━━━━━ GIVEN RECORDS ━━━━━

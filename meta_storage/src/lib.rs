// Copyright 2022-2023 CeresDB Project Authors. Licensed under Apache-2.0.

//! Persistence layer of the meta server.
//!
//! All cluster records live in a replicated key value store under
//! `storage_root_path`. [`kv::KvBackend`] abstracts the store itself (etcd in
//! production, an in-memory map in tests) and [`meta::MetaStorage`] knows the
//! key layout and the record encoding.

#[macro_use]
extern crate common_util;

use snafu::{Backtrace, Snafu};

pub mod keys;
pub mod kv;
pub mod meta;

#[derive(Debug, Snafu)]
#[snafu(visibility = "pub")]
pub enum Error {
    #[snafu(display("Failed to access etcd, msg:{}, err:{}", msg, source))]
    EtcdFailure {
        msg: String,
        source: etcd_client::Error,
    },

    #[snafu(display("Etcd call timeout, msg:{}.\nBacktrace:\n{}", msg, backtrace))]
    EtcdTimeout { msg: String, backtrace: Backtrace },

    #[snafu(display("Failed to encode record, key:{}, err:{}", key, source))]
    EncodeRecord {
        key: String,
        source: serde_json::Error,
    },

    #[snafu(display("Failed to decode record, key:{}, err:{}", key, source))]
    DecodeRecord {
        key: String,
        source: serde_json::Error,
    },

    #[snafu(display("Invalid key in store, err:{}", source))]
    InvalidKey { source: etcd_client::Error },

    #[snafu(display("Record already exists, key:{}.\nBacktrace:\n{}", key, backtrace))]
    RecordAlreadyExists { key: String, backtrace: Backtrace },

    #[snafu(display(
        "Too many ops in one txn, max:{}, given:{}.\nBacktrace:\n{}",
        max,
        given,
        backtrace
    ))]
    TooManyTxnOps {
        max: usize,
        given: usize,
        backtrace: Backtrace,
    },

    #[snafu(display("Invalid arguments, msg:{}.\nBacktrace:\n{}", msg, backtrace))]
    InvalidArguments { msg: String, backtrace: Backtrace },
}

define_result!(Error);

━━━━━

The listing must be repeated in full, with nothing altered.

filename meta_storage/src/lib.rs
// Copyright 2022-2023 CeresDB Project Authors. Licensed under Apache-2.0.

//! Persistence layer of the meta server.
//!
//! All cluster records live in a replicated key value store under
//! `storage_root_path`. [`kv::KvBackend`] abstracts the store itself (etcd in
//! production, an in-memory map in tests) and [`meta::MetaStorage`] knows the
//! key layout and the record encoding.

#[macro_use]
extern crate common_util;

use snafu::{Backtrace, Snafu};

pub mod keys;
pub mod kv;
pub mod meta;

#[derive(Debug, Snafu)]
#[snafu(visibility = "pub")]
pub enum Error {
    #[snafu(display("Failed to access etcd, msg:{}, err:{}", msg, source))]
    EtcdFailure {
        msg: String,
        source: etcd_client::Error,
    },

    #[snafu(display("Etcd call timeout, msg:{}.\nBacktrace:\n{}", msg, backtrace))]
    EtcdTimeout { msg: String, backtrace: Backtrace },

    #[snafu(display("Failed to encode record, key:{}, err:{}", key, source))]
    EncodeRecord {
        key: String,
        source: serde_json::Error,
    },

    #[snafu(display("Failed to decode record, key:{}, err:{}", key, source))]
    DecodeRecord {
        key: String,
        source: serde_json::Error,
    },

    #[snafu(display("Invalid key in store, err:{}", source))]
    InvalidKey { source: etcd_client::Error },

    #[snafu(display("Record already exists, key:{}.\nBacktrace:\n{}", key, backtrace))]
    RecordAlreadyExists { key: String, backtrace: Backtrace },

    #[snafu(display(
        "Too many ops in one txn, max:{}, given:{}.\nBacktrace:\n{}",
        max,
        given,
        backtrace
    ))]
    TooManyTxnOps {
        max: usize,
        given: usize,
        backtrace: Backtrace,
    },

    #[snafu(display("Invalid arguments, msg:{}.\nBacktrace:\n{}", msg, backtrace))]
    InvalidArguments { msg: String, backtrace: Backtrace },
}

define_result!(Error);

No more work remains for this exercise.